Requires these user permissions:

  • CREATE TABLE

  • ALTER ANY SCHEMA

  • ALTER ANY EXTERNAL DATA SOURCE

  • ALTER ANY EXTERNAL FILE FORMAT

  • CONTROL DATABASE

    Note, the login that creates the external data source must have permission to read and write to the external data source, located in Hadoop or Azure blob storage.

Important

The ALTER ANY EXTERNAL DATA SOURCE permission grants any principal the ability to create and modify any external data source object, and therefore, it also grants the ability to access all database scoped credentials on the database. This permission must be considered as highly privileged, and therefore must be granted only to trusted principals in the system.

Error Handling

While executing the CREATE EXTERNAL TABLE statement, PolyBase attempts to connect to the external data source. If the attempt to connect fails, the statement will fail and the external table will not be created. It can take a minute or more for the command to fail since PolyBase retries the connection before eventually failing the query.

General Remarks

In ad-hoc query scenarios, i.e. SELECT FROM EXTERNAL TABLE, PolyBase stores the rows retrieved from the external data source in a temporary table. After the query completes, PolyBase removes and deletes the temporary table. No permanent data is stored in SQL tables.

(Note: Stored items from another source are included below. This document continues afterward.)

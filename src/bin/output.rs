pub mod path;

pub use self::path::OutputPath;
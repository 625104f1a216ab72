//! Field interpolation ("gather"): evaluates E and B at a particle's
//! location by shape-weighting the grid samples within its stencil
//! footprint, honouring the Yee staggering and the boundary policy's
//! mirror-sign rules.

use crate::boundary::BoundaryPolicy;
use crate::dim::Dim;
use crate::grid::Grid;
use crate::particle::Particle;
use crate::shape::{particle_fraction, ParticleShape};
use crate::vector::Vector;

/// Gathers E and B at `particle`'s location. For every grid sample point
/// (one per axis of E, one per axis of B) within `radius = particle_cell_radius + 1`
/// of the particle's cell, weights the staggered sample by the shape
/// integral over the particle's footprint relative to that sample and
/// sums. The weight is computed from the *raw*, unwrapped displacement to
/// the sample (so a reflecting wall's image extends the shape's support
/// past the wall rather than folding it); the sample value itself already
/// carries any mirror sign, applied once by `boundary_e`/`boundary_b`.
pub fn gather<Dm: Dim, S: ParticleShape, B: BoundaryPolicy<Dm>>(
    grid: &Grid<Dm>,
    boundary: &B,
    shape: &S,
    e_field: &[Vector],
    b_field: &[Vector],
    particle: &Particle,
) -> (Vector, Vector) {
    let radius = shape.cell_radius() + 1;
    let mut e_out = Vector::zero();
    let mut b_out = Vector::zero();

    boundary.for_all_neighbours(grid, radius, &particle.cell, &mut |_, neighbour_cell, delta, _mirrored| {
        for axis in 0..Dm::DIM {
            let offset = grid.e_offset(axis);
            let rel = relative_position(&particle.p, &offset, &delta, Dm::DIM);
            let weight = particle_fraction(shape, &rel, Dm::DIM);
            if weight == 0.0 {
                continue;
            }
            let sample = boundary.boundary_e(grid, &neighbour_cell, e_field);
            e_out[axis] += weight * sample[axis];
        }

        for axis in 0..Dm::BDIM {
            let offset = grid.b_offset(axis);
            let rel = relative_position(&particle.p, &offset, &delta, Dm::DIM);
            let weight = particle_fraction(shape, &rel, Dm::DIM);
            if weight == 0.0 {
                continue;
            }
            let sample = boundary.boundary_b(grid, &neighbour_cell, b_field);
            b_out[axis] += weight * sample[axis];
        }
    });

    (e_out, b_out)
}

/// `p - offset_staggered - delta`: the particle's fractional position
/// relative to a staggered sample point `delta` cells away, in cell-size
/// units. `delta` is the raw (pre boundary-policy) axis displacement, so
/// this stays correct across a wrap or a reflection alike.
fn relative_position(p: &Vector, offset_staggered: &Vector, delta: &crate::grid::Cell, dim: usize) -> Vector {
    let mut rel = [0.0; 3];
    for d in 0..dim {
        rel[d] = p[d] - offset_staggered[d] - delta[d] as f64;
    }
    Vector::from_slice(&rel[..dim])
}

#[cfg(test)]
mod tests {
    use super::*;
    use crate::boundary::Periodic;
    use crate::dim::D1;
    use crate::shape::BSpline;

    #[test]
    fn gather_recovers_uniform_field() {
        let grid: Grid<D1> = Grid::new(&[8], &[1.0], 1.0, 1.0).unwrap();
        let shape = BSpline::new(1);
        let e_field: Vec<Vector> = (0..8).map(|_| Vector::from([2.0])).collect();
        let b_field: Vec<Vector> = (0..8).map(|_| Vector::from([3.0, 0.0])).collect();
        let particle = Particle::at_rest([3, 0, 0], Vector::from([0.5]));

        let (e, b) = gather(&grid, &Periodic, &shape, &e_field, &b_field, &particle);
        assert!((e[0] - 2.0).abs() < 1e-9);
        assert!((b[0] - 3.0).abs() < 1e-9);
    }

    #[test]
    fn gather_near_reflecting_wall_flips_e_only_once() {
        use crate::boundary::Reflecting;

        let grid: Grid<D1> = Grid::new(&[8], &[1.0], 1.0, 1.0).unwrap();
        let shape = BSpline::new(0);
        // Uniform E so the only non-uniformity the stencil can see is the
        // mirror-sign flip at the lower wall. A particle sitting exactly on
        // the wall (p=0 in cell 0) splits its order-0 footprint evenly
        // between cell 0 itself (weight 0.5, unflipped, +5) and cell 0's own
        // image across the wall (weight 0.5, flipped once, -5): the two
        // must cancel. Flipping zero or twice would instead leave +5.
        let e_field: Vec<Vector> = (0..8).map(|_| Vector::from([5.0])).collect();
        let b_field: Vec<Vector> = (0..8).map(|_| Vector::from([0.0, 0.0])).collect();
        let particle = Particle::at_rest([0, 0, 0], Vector::from([0.0]));

        let (e, _b) = gather(&grid, &Reflecting, &shape, &e_field, &b_field, &particle);
        assert!(e[0].abs() < 1e-9, "expected cancellation at the wall, got {}", e[0]);
    }
}
//! A relativistic electromagnetic particle-in-cell (PIC) engine core.
//!
//! Co-evolves charged macro-particles (position, relativistic momentum) and
//! electric/magnetic fields sampled on a staggered (Yee) Cartesian grid.
//! Per step: gather fields at particles, push momenta under the Lorentz
//! force, move particles, deposit charge-conserving current (Esirkepov),
//! and evolve the fields (Yee FDTD leap-frog).

#[macro_use]
extern crate error_chain;
#[macro_use]
extern crate serde_derive;

pub mod atomic;
pub mod boundary;
pub mod depositor;
pub mod dim;
pub mod errors;
pub mod evolver;
pub mod gather;
pub mod grid;
pub mod hooks;
pub mod mover;
pub mod orchestrator;
pub mod parallel;
pub mod particle;
pub mod pusher;
pub mod shape;
pub mod snapshot;
pub mod units;
pub mod vector;

pub use crate::dim::{Dim, D1, D2, D3};
pub use crate::errors::{Error, ErrorKind, Result};
pub use crate::grid::Grid;
pub use crate::orchestrator::Simulation;
pub use crate::particle::{Particle, Species};
pub use crate::vector::Vector;

/// Floating point type used throughout the core. A single alias, so that a
/// future single/double precision switch touches one line.
pub type Float = f64;
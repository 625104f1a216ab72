//! Diagnostic hook registry.
//!
//! Rust has no compile-time "does this method exist" query outside of a
//! trait, so this is a trait with ten default no-op methods — a consumer
//! overrides exactly the hooks it cares about, and the orchestrator calls
//! all ten unconditionally at fixed points in the step. The registry this
//! module defines (the trait) declares the hooks and invokes them at
//! defined points; what any given hook actually does with the data is an
//! external collaborator's concern.

use crate::boundary::BoundaryKind;
use crate::dim::Dim;
use crate::grid::Grid;
use crate::particle::ParticleStorage;
use crate::vector::Vector;
use crate::Float;

/// An error raised by a diagnostic hook. It propagates to the caller
/// unchanged — the core does not wrap it — so this is an opaque boxed error
/// rather than a core `ErrorKind` variant.
pub type HookError = Box<dyn std::error::Error + Send + Sync>;

/// A read-only description of the grid/boundary configuration passed to
/// hooks, without exposing the core's internal `Grid<Dm>`/`BoundaryPolicy`
/// generics to a hook trait that must stay object-safe
/// (`Vec<Box<dyn DiagnosticHook<Dm>>>` needs a single concrete parameter
/// type per `Dm`).
#[derive(Debug, Clone, Copy)]
pub struct GridDescriptor {
    pub dim: usize,
    pub n: [usize; 3],
    pub h: [Float; 3],
    pub epsilon: Float,
    pub mu: Float,
    pub boundary: BoundaryKind,
}

impl GridDescriptor {
    pub fn new<Dm: Dim>(grid: &Grid<Dm>, boundary: BoundaryKind) -> GridDescriptor {
        let mut n = [1usize; 3];
        let mut h = [1.0; 3];
        for d in 0..Dm::DIM {
            n[d] = grid.n(d);
            h[d] = grid.h(d);
        }
        GridDescriptor {
            dim: Dm::DIM,
            n,
            h,
            epsilon: grid.epsilon(),
            mu: grid.mu(),
            boundary,
        }
    }
}

/// The arguments every hook point receives: particle storage, `E`/`B`/`J`,
/// the timestep, and the grid/boundary descriptor. A consumer overriding
/// any subset of the ten hook methods gets the same bundle at each one.
pub struct HookContext<'a> {
    pub particles: &'a ParticleStorage,
    pub e_field: &'a [Vector],
    pub b_field: &'a [Vector],
    pub j_field: &'a [Vector],
    pub dt: Float,
    pub grid: GridDescriptor,
}

/// The ten diagnostic hook points called by the orchestrator at fixed
/// points in each step, whether or not any individual hook is overridden.
/// All default to a no-op.
pub trait DiagnosticHook: Send + Sync {
    fn pre_step(&mut self, _ctx: &HookContext) -> Result<(), HookError> {
        Ok(())
    }
    fn before_mover(&mut self, _ctx: &HookContext) -> Result<(), HookError> {
        Ok(())
    }
    fn after_mover(&mut self, _ctx: &HookContext) -> Result<(), HookError> {
        Ok(())
    }
    fn before_pusher(&mut self, _ctx: &HookContext) -> Result<(), HookError> {
        Ok(())
    }
    fn after_pusher(&mut self, _ctx: &HookContext) -> Result<(), HookError> {
        Ok(())
    }
    fn before_evolver(&mut self, _ctx: &HookContext) -> Result<(), HookError> {
        Ok(())
    }
    fn after_evolver(&mut self, _ctx: &HookContext) -> Result<(), HookError> {
        Ok(())
    }
    fn before_depositer(&mut self, _ctx: &HookContext) -> Result<(), HookError> {
        Ok(())
    }
    fn after_depositer(&mut self, _ctx: &HookContext) -> Result<(), HookError> {
        Ok(())
    }
    fn post_step(&mut self, _ctx: &HookContext) -> Result<(), HookError> {
        Ok(())
    }
}

#[cfg(test)]
mod tests {
    use super::*;
    use crate::dim::D1;
    use crate::grid::Grid;
    use crate::particle::{ParticleStorage, Species, SpeciesStore};

    struct CallCounter {
        pre_step_calls: usize,
        post_step_calls: usize,
    }

    impl DiagnosticHook for CallCounter {
        fn pre_step(&mut self, _ctx: &HookContext) -> Result<(), HookError> {
            self.pre_step_calls += 1;
            Ok(())
        }
        fn post_step(&mut self, _ctx: &HookContext) -> Result<(), HookError> {
            self.post_step_calls += 1;
            Ok(())
        }
    }

    #[test]
    fn unoverridden_hooks_are_harmless_no_ops() {
        let grid: Grid<D1> = Grid::new(&[4], &[1.0], 1.0, 1.0).unwrap();
        let storage = ParticleStorage::new(vec![SpeciesStore::new(Species::new("e", -1.0, 1.0), vec![])]).unwrap();
        let e = vec![Vector::zero(); 4];
        let mut hook = CallCounter { pre_step_calls: 0, post_step_calls: 0 };
        let ctx = HookContext {
            particles: &storage,
            e_field: &e,
            b_field: &e,
            j_field: &e,
            dt: 0.1,
            grid: GridDescriptor::new(&grid, BoundaryKind::Periodic),
        };
        hook.before_mover(&ctx).unwrap();
        hook.pre_step(&ctx).unwrap();
        assert_eq!(hook.pre_step_calls, 1);
        assert_eq!(hook.post_step_calls, 0);
    }
}
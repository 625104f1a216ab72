//! Boundary policies: periodic wrap-around and reflecting walls.
//!
//! Both variants resolve an out-of-range cell tuple to an in-range one for
//! field lookups (`boundary_e`/`boundary_b`/`boundary_j`), reflect or wrap
//! a particle that has left the domain (`boundary_particle`), and drive
//! the neighbour-iteration contract used by gather and the depositor,
//! which additionally reports per-axis "this neighbour was mirrored in"
//! flags so callers can mirror the particle's relative position before
//! evaluating the shape function.

use crate::dim::Dim;
use crate::grid::{cell_zero, Cell, Grid};
use crate::vector::Vector;

/// Per-axis "was this cell reached by reflecting across a wall" flags.
pub type MirrorFlags = [bool; 3];

/// Tags which boundary policy is active, for consumers (diagnostic hooks)
/// that only need to know the variant and not its behaviour.
#[derive(Debug, Clone, Copy, PartialEq, Eq, Serialize, Deserialize)]
#[serde(rename_all = "snake_case")]
pub enum BoundaryKind {
    Periodic,
    Reflecting,
}

pub trait BoundaryPolicy<Dm: Dim>: Clone + std::fmt::Debug + Send + Sync {
    fn kind(&self) -> BoundaryKind;

    fn boundary_e(&self, grid: &Grid<Dm>, cell: &Cell, field: &[Vector]) -> Vector;
    fn boundary_b(&self, grid: &Grid<Dm>, cell: &Cell, field: &[Vector]) -> Vector;
    fn boundary_j(&self, grid: &Grid<Dm>, cell: &Cell, field: &[Vector]) -> Vector;

    /// Applies the particle boundary operator in place: wraps (periodic)
    /// or reflects (reflecting) `cell`, and for reflecting also flips the
    /// mirrored axes of `p` (intra-cell fraction) and `u` (momentum).
    /// Runs unconditionally if `force`, otherwise only when `cell` has
    /// left the domain.
    fn boundary_particle(&self, grid: &Grid<Dm>, cell: &mut Cell, p: &mut Vector, u: &mut Vector, force: bool);

    /// Visits every cell within `radius` of `cell` (a D-cube of side
    /// `2*radius+1`), reporting for each: the linear index and resolved
    /// in-range cell (for field lookups), the raw per-axis displacement
    /// from `cell` before wrapping/reflection (for shape-weight maths,
    /// which must see the unbounded "virtual" offset, not the folded
    /// one), and per-axis mirror flags.
    fn for_all_neighbours(
        &self,
        grid: &Grid<Dm>,
        radius: i64,
        cell: &Cell,
        visit: &mut dyn FnMut(usize, Cell, Cell, MirrorFlags),
    );
}

/// Skips all boundary-policy lookups: the stencil is assumed to stay
/// entirely inside the domain (callers check [`Grid::is_border`] first).
pub fn for_all_neighbours_unchecked<Dm: Dim>(
    grid: &Grid<Dm>,
    radius: i64,
    cell: &Cell,
    mut visit: impl FnMut(usize, Cell, Cell, MirrorFlags),
) {
    fn go<Dm: Dim>(
        grid: &Grid<Dm>,
        radius: i64,
        base: &Cell,
        axis: usize,
        cur: &mut Cell,
        delta: &mut Cell,
        visit: &mut dyn FnMut(usize, Cell, Cell, MirrorFlags),
    ) {
        if axis == Dm::DIM {
            visit(grid.to_index(cur), *cur, *delta, [false; 3]);
            return;
        }
        for d in -radius..=radius {
            cur[axis] = base[axis] + d;
            delta[axis] = d;
            go(grid, radius, base, axis + 1, cur, delta, visit);
        }
    }
    let mut cur = cell_zero();
    let mut delta = cell_zero();
    go(grid, radius, cell, 0, &mut cur, &mut delta, &mut visit);
}

#[derive(Debug, Clone, Copy, PartialEq, Eq, Serialize, Deserialize)]
pub struct Periodic;

impl Periodic {
    fn resolve<Dm: Dim>(&self, grid: &Grid<Dm>, cell: &Cell) -> Cell {
        let mut resolved = cell_zero();
        for d in 0..Dm::DIM {
            let n = grid.n(d) as i64;
            resolved[d] = cell[d].rem_euclid(n);
        }
        resolved
    }
}

impl<Dm: Dim> BoundaryPolicy<Dm> for Periodic {
    fn kind(&self) -> BoundaryKind {
        BoundaryKind::Periodic
    }

    fn boundary_e(&self, grid: &Grid<Dm>, cell: &Cell, field: &[Vector]) -> Vector {
        field[grid.to_index(&self.resolve(grid, cell))]
    }

    fn boundary_b(&self, grid: &Grid<Dm>, cell: &Cell, field: &[Vector]) -> Vector {
        field[grid.to_index(&self.resolve(grid, cell))]
    }

    fn boundary_j(&self, grid: &Grid<Dm>, cell: &Cell, field: &[Vector]) -> Vector {
        field[grid.to_index(&self.resolve(grid, cell))]
    }

    fn boundary_particle(&self, grid: &Grid<Dm>, cell: &mut Cell, _p: &mut Vector, _u: &mut Vector, force: bool) {
        if force || grid.is_outside(cell) {
            for d in 0..Dm::DIM {
                let n = grid.n(d) as i64;
                cell[d] = cell[d].rem_euclid(n);
            }
        }
    }

    fn for_all_neighbours(
        &self,
        grid: &Grid<Dm>,
        radius: i64,
        cell: &Cell,
        visit: &mut dyn FnMut(usize, Cell, Cell, MirrorFlags),
    ) {
        fn go<Dm: Dim>(
            grid: &Grid<Dm>,
            radius: i64,
            base: &Cell,
            axis: usize,
            cur: &mut Cell,
            delta: &mut Cell,
            visit: &mut dyn FnMut(usize, Cell, Cell, MirrorFlags),
        ) {
            if axis == Dm::DIM {
                visit(grid.to_index(cur), *cur, *delta, [false; 3]);
                return;
            }
            let n = grid.n(axis) as i64;
            for d in -radius..=radius {
                cur[axis] = (base[axis] + d).rem_euclid(n);
                delta[axis] = d;
                go(grid, radius, base, axis + 1, cur, delta, visit);
            }
        }
        let mut cur = cell_zero();
        let mut delta = cell_zero();
        go(grid, radius, cell, 0, &mut cur, &mut delta, visit);
    }
}

#[derive(Debug, Clone, Copy, PartialEq, Eq, Serialize, Deserialize)]
pub struct Reflecting;

impl Reflecting {
    /// Resolves a possibly out-of-range cell, reporting which axes were
    /// reached by reflection.
    fn resolve<Dm: Dim>(&self, grid: &Grid<Dm>, cell: &Cell) -> (Cell, MirrorFlags) {
        let mut resolved = cell_zero();
        let mut mirrored = [false; 3];
        for d in 0..Dm::DIM {
            let n = grid.n(d) as i64;
            if cell[d] < 0 {
                resolved[d] = -cell[d] - 1;
                mirrored[d] = true;
            } else if cell[d] >= n {
                resolved[d] = 2 * n - cell[d] - 1;
                mirrored[d] = true;
            } else {
                resolved[d] = cell[d];
            }
        }
        (resolved, mirrored)
    }
}

impl<Dm: Dim> BoundaryPolicy<Dm> for Reflecting {
    fn kind(&self) -> BoundaryKind {
        BoundaryKind::Reflecting
    }

    fn boundary_e(&self, grid: &Grid<Dm>, cell: &Cell, field: &[Vector]) -> Vector {
        let (resolved, mirrored) = self.resolve(grid, cell);
        let mut v = field[grid.to_index(&resolved)];
        for d in 0..Dm::DIM {
            if mirrored[d] {
                v[d] = -v[d];
            }
        }
        v
    }

    fn boundary_b(&self, grid: &Grid<Dm>, cell: &Cell, field: &[Vector]) -> Vector {
        let (resolved, mirrored) = self.resolve(grid, cell);
        let mut v = field[grid.to_index(&resolved)];
        // In D<3, B lives entirely in the subspace perpendicular to the
        // simulated plane/line, so reflection across a simulated axis
        // never flips it; only in D=3 does a reflected axis flip B too.
        if Dm::DIM == 3 {
            for d in 0..Dm::DIM {
                if mirrored[d] {
                    v[d] = -v[d];
                }
            }
        }
        v
    }

    fn boundary_j(&self, grid: &Grid<Dm>, cell: &Cell, field: &[Vector]) -> Vector {
        // No sign flip: the Esirkepov depositor already encodes the
        // mirror sign into W via the flux factor at write time.
        let (resolved, _) = self.resolve(grid, cell);
        field[grid.to_index(&resolved)]
    }

    fn boundary_particle(&self, grid: &Grid<Dm>, cell: &mut Cell, p: &mut Vector, u: &mut Vector, force: bool) {
        if force || grid.is_outside(cell) {
            for d in 0..Dm::DIM {
                let n = grid.n(d) as i64;
                if cell[d] < 0 {
                    u[d] = -u[d];
                    p[d] = 1.0 - p[d];
                    cell[d] = -cell[d] - 1;
                } else if cell[d] >= n {
                    u[d] = -u[d];
                    p[d] = 1.0 - p[d];
                    cell[d] = 2 * n - cell[d] - 1;
                }
            }
        }
    }

    fn for_all_neighbours(
        &self,
        grid: &Grid<Dm>,
        radius: i64,
        cell: &Cell,
        visit: &mut dyn FnMut(usize, Cell, Cell, MirrorFlags),
    ) {
        fn go<Dm: Dim>(
            grid: &Grid<Dm>,
            radius: i64,
            base: &Cell,
            axis: usize,
            cur: &mut Cell,
            delta: &mut Cell,
            mirrored: &mut MirrorFlags,
            visit: &mut dyn FnMut(usize, Cell, Cell, MirrorFlags),
        ) {
            if axis == Dm::DIM {
                visit(grid.to_index(cur), *cur, *delta, *mirrored);
                return;
            }
            let n = grid.n(axis) as i64;
            for d in -radius..=radius {
                let raw = base[axis] + d;
                delta[axis] = d;
                if raw < 0 {
                    cur[axis] = -raw - 1;
                    mirrored[axis] = true;
                } else if raw >= n {
                    cur[axis] = 2 * n - raw - 1;
                    mirrored[axis] = true;
                } else {
                    cur[axis] = raw;
                    mirrored[axis] = false;
                }
                go(grid, radius, base, axis + 1, cur, delta, mirrored, visit);
            }
        }
        let mut cur = cell_zero();
        let mut delta = cell_zero();
        let mut mirrored = [false; 3];
        go(grid, radius, cell, 0, &mut cur, &mut delta, &mut mirrored, visit);
    }
}

#[cfg(test)]
mod tests {
    use super::*;
    use crate::dim::D1;
    use crate::grid::Grid;

    fn grid() -> Grid<D1> {
        Grid::new(&[8], &[1.0], 1.0, 1.0).unwrap()
    }

    #[test]
    fn periodic_wraps_negative_cell() {
        let g = grid();
        let field: Vec<Vector> = (0..8).map(|i| Vector::from([i as f64])).collect();
        let v = Periodic.boundary_e(&g, &[-1, 0, 0], &field);
        assert_eq!(v[0], 7.0);
    }

    #[test]
    fn reflecting_flips_e_on_mirrored_axis() {
        let g = grid();
        let field: Vec<Vector> = (0..8).map(|_| Vector::from([1.0])).collect();
        let v = Reflecting.boundary_e(&g, &[-1, 0, 0], &field);
        assert_eq!(v[0], -1.0);
    }

    #[test]
    fn reflecting_does_not_flip_j() {
        let g = grid();
        let field: Vec<Vector> = (0..8).map(|_| Vector::from([1.0])).collect();
        let v = Reflecting.boundary_j(&g, &[-1, 0, 0], &field);
        assert_eq!(v[0], 1.0);
    }

    #[test]
    fn reflecting_particle_bounces_off_lower_wall() {
        let g = grid();
        let mut cell: Cell = [-1, 0, 0];
        let mut p = Vector::from([0.3]);
        let mut u = Vector::from([-0.5]);
        Reflecting.boundary_particle(&g, &mut cell, &mut p, &mut u, false);
        assert_eq!(cell[0], 0);
        assert!((p[0] - 0.7).abs() < 1e-15);
        assert_eq!(u[0], 0.5);
    }

    #[test]
    fn periodic_neighbours_wrap_around() {
        let g = grid();
        let mut seen = Vec::new();
        Periodic.for_all_neighbours(&g, 1, &[0, 0, 0], &mut |idx, cell, delta, mirrored| {
            seen.push((idx, cell[0], delta[0], mirrored[0]));
        });
        assert!(seen.contains(&(7, 7, -1, false)));
        assert!(seen.contains(&(0, 0, 0, false)));
        assert!(seen.contains(&(1, 1, 1, false)));
    }

    #[test]
    fn reflecting_neighbours_report_mirrored_flag() {
        let g = grid();
        let mut seen = Vec::new();
        Reflecting.for_all_neighbours(&g, 1, &[0, 0, 0], &mut |idx, cell, delta, mirrored| {
            seen.push((idx, cell[0], delta[0], mirrored[0]));
        });
        assert!(seen.contains(&(0, 0, -1, true)));
        assert!(seen.contains(&(0, 0, 0, false)));
        assert!(seen.contains(&(1, 1, 1, false)));
    }
}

In contrast, in the import scenario, i.e. SELECT INTO FROM EXTERNAL TABLE, PolyBase stores the rows retrieved from the external data source as permanent data in the SQL table. The new table is created during query execution when Polybase retrieves the external data.

PolyBase can push some of the query computation to Hadoop to improve query performance. This is called predicate pushdown. To enable this, specify the Hadoop resource manager location option in CREATE EXTERNAL DATA SOURCE (Transact-SQL).

You can create numerous external tables that reference the same or different external data sources.

Limitations and Restrictions

In CTP2, the export functionality is not supported, i.e. permanently storing SQL data into the external data source. This functionality will be available in CTP3.

Since the data for an external table resides off the appliance, it is not under the control of PolyBase, and can be changed or removed at any time by an external process. Because of this, uery results against an external table are not guaranteed to be deterministic. The same query can return different results each time it runs against an external table. Similarly, a query can fail if the external data is removed or relocated.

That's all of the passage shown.